# Task directions:
Copy out all of the data exactly as it appears.

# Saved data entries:
---
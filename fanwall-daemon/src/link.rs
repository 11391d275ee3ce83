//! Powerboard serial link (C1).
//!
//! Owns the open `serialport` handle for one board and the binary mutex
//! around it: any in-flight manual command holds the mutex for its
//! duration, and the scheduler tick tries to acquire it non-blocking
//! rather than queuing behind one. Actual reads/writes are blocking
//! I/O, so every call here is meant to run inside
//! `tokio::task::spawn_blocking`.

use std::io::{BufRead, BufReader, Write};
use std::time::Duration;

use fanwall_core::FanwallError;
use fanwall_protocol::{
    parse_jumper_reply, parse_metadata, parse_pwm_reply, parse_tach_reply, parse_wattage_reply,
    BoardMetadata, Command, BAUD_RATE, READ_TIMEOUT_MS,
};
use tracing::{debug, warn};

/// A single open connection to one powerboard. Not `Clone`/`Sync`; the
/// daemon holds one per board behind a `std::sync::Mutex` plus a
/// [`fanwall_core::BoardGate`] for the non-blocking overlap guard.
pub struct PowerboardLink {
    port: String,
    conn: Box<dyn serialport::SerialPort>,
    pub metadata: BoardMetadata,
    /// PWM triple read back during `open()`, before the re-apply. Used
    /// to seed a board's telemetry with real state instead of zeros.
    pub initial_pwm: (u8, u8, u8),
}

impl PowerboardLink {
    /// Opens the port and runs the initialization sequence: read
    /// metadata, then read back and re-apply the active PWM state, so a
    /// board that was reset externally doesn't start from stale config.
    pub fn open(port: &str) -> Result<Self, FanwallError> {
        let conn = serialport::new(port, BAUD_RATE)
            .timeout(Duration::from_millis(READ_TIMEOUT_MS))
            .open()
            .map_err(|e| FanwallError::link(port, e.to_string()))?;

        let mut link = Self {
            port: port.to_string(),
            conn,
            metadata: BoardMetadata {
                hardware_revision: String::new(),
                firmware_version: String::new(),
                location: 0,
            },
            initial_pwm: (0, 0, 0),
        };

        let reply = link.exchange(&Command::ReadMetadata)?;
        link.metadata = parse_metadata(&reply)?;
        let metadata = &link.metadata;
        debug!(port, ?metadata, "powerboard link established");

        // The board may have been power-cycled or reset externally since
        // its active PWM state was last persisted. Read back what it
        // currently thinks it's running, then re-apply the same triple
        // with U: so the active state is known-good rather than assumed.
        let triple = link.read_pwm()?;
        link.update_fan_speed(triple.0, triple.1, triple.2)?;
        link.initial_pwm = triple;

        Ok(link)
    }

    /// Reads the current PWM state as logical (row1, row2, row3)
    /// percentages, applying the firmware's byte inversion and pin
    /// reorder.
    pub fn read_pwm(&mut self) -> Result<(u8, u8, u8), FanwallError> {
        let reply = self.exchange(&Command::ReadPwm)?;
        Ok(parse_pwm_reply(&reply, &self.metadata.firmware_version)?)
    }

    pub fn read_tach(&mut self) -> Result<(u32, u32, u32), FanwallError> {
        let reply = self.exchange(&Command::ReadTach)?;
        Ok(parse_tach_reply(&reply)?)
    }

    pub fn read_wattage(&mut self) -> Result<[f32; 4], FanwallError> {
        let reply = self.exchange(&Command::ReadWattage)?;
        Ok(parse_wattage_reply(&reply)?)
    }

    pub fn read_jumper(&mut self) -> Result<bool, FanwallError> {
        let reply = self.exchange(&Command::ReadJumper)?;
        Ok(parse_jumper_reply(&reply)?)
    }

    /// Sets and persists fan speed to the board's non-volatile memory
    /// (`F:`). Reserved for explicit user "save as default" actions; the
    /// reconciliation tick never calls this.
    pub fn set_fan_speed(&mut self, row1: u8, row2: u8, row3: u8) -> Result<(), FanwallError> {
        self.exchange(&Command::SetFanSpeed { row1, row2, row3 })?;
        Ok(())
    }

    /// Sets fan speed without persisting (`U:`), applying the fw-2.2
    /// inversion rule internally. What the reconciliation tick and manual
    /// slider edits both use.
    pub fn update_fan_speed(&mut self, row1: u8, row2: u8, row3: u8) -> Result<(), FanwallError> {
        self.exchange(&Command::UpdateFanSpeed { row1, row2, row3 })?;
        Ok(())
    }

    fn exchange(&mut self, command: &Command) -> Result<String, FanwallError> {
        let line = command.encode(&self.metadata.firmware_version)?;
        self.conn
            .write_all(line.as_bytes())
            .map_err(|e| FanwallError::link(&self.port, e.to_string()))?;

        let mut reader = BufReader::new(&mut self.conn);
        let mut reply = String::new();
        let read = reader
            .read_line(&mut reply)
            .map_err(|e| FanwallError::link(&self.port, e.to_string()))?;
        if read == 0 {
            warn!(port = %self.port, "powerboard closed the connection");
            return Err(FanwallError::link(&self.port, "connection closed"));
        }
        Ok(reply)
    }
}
---
# Output for this exercise:
filename fanwall-daemon/src/link.rs
repository 11391d275ee3ce83
//! Powerboard serial link (C1).
//!
//! Owns the open `serialport` handle for one board and the binary mutex
//! around it: any in-flight manual command holds the mutex for its
//! duration, and the scheduler tick tries to acquire it non-blocking
//! rather than queuing behind one. Actual reads/writes are blocking
//! I/O, so every call here is meant to run inside
//! `tokio::task::spawn_blocking`.

use std::io::{BufRead, BufReader, Write};
use std::time::Duration;

use fanwall_core::FanwallError;
use fanwall_protocol::{
    parse_jumper_reply, parse_metadata, parse_pwm_reply, parse_tach_reply, parse_wattage_reply,
    BoardMetadata, Command, BAUD_RATE, READ_TIMEOUT_MS,
};
use tracing::{debug, warn};

/// A single open connection to one powerboard. Not `Clone`/`Sync`; the
/// daemon holds one per board behind a `std::sync::Mutex` plus a
/// [`fanwall_core::BoardGate`] for the non-blocking overlap guard.
pub struct PowerboardLink {
    port: String,
    conn: Box<dyn serialport::SerialPort>,
    pub metadata: BoardMetadata,
    /// PWM triple read back during `open()`, before the re-apply. Used
    /// to seed a board's telemetry with real state instead of zeros.
    pub initial_pwm: (u8, u8, u8),
}

impl PowerboardLink {
    /// Opens the port and runs the initialization sequence: read
    /// metadata, then read back and re-apply the active PWM state, so a
    /// board that was reset externally doesn't start from stale config.
    pub fn open(port: &str) -> Result<Self, FanwallError> {
        let conn = serialport::new(port, BAUD_RATE)
            .timeout(Duration::from_millis(READ_TIMEOUT_MS))
            .open()
            .map_err(|e| FanwallError::link(port, e.to_string()))?;

        let mut link = Self {
            port: port.to_string(),
            conn,
            metadata: BoardMetadata {
                hardware_revision: String::new(),
                firmware_version: String::new(),
                location: 0,
            },
            initial_pwm: (0, 0, 0),
        };

        let reply = link.exchange(&Command::ReadMetadata)?;
        link.metadata = parse_metadata(&reply)?;
        let metadata = &link.metadata;
        debug!(port, ?metadata, "powerboard link established");

        // The board may have been power-cycled or reset externally since
        // its active PWM state was last persisted. Read back what it
        // currently thinks it's running, then re-apply the same triple
        // with U: so the active state is known-good rather than assumed.
        let triple = link.read_pwm()?;
        link.update_fan_speed(triple.0, triple.1, triple.2)?;
        link.initial_pwm = triple;

        Ok(link)
    }

    /// Reads the current PWM state as logical (row1, row2, row3)
    /// percentages, applying the firmware's byte inversion and pin
    /// reorder.
    pub fn read_pwm(&mut self) -> Result<(u8, u8, u8), FanwallError> {
        let reply = self.exchange(&Command::ReadPwm)?;
        Ok(parse_pwm_reply(&reply, &self.metadata.firmware_version)?)
    }

    pub fn read_tach(&mut self) -> Result<(u32, u32, u32), FanwallError> {
        let reply = self.exchange(&Command::ReadTach)?;
        Ok(parse_tach_reply(&reply)?)
    }

    pub fn read_wattage(&mut self) -> Result<[f32; 4], FanwallError> {
        let reply = self.exchange(&Command::ReadWattage)?;
        Ok(parse_wattage_reply(&reply)?)
    }

    pub fn read_jumper(&mut self) -> Result<bool, FanwallError> {
        let reply = self.exchange(&Command::ReadJumper)?;
        Ok(parse_jumper_reply(&reply)?)
    }

    /// Sets and persists fan speed to the board's non-volatile memory
    /// (`F:`). Reserved for explicit user "save as default" actions; the
    /// reconciliation tick never calls this.
    pub fn set_fan_speed(&mut self, row1: u8, row2: u8, row3: u8) -> Result<(), FanwallError> {
        self.exchange(&Command::SetFanSpeed { row1, row2, row3 })?;
        Ok(())
    }

    /// Sets fan speed without persisting (`U:`), applying the fw-2.2
    /// inversion rule internally. What the reconciliation tick and manual
    /// slider edits both use.
    pub fn update_fan_speed(&mut self, row1: u8, row2: u8, row3: u8) -> Result<(), FanwallError> {
        self.exchange(&Command::UpdateFanSpeed { row1, row2, row3 })?;
        Ok(())
    }

    fn exchange(&mut self, command: &Command) -> Result<String, FanwallError> {
        let line = command.encode(&self.metadata.firmware_version)?;
        self.conn
            .write_all(line.as_bytes())
            .map_err(|e| FanwallError::link(&self.port, e.to_string()))?;

        let mut reader = BufReader::new(&mut self.conn);
        let mut reply = String::new();
        let read = reader
            .read_line(&mut reply)
            .map_err(|e| FanwallError::link(&self.port, e.to_string()))?;
        if read == 0 {
            warn!(port = %self.port, "powerboard closed the connection");
            return Err(FanwallError::link(&self.port, "connection closed"));
        }
        Ok(reply)
    }
}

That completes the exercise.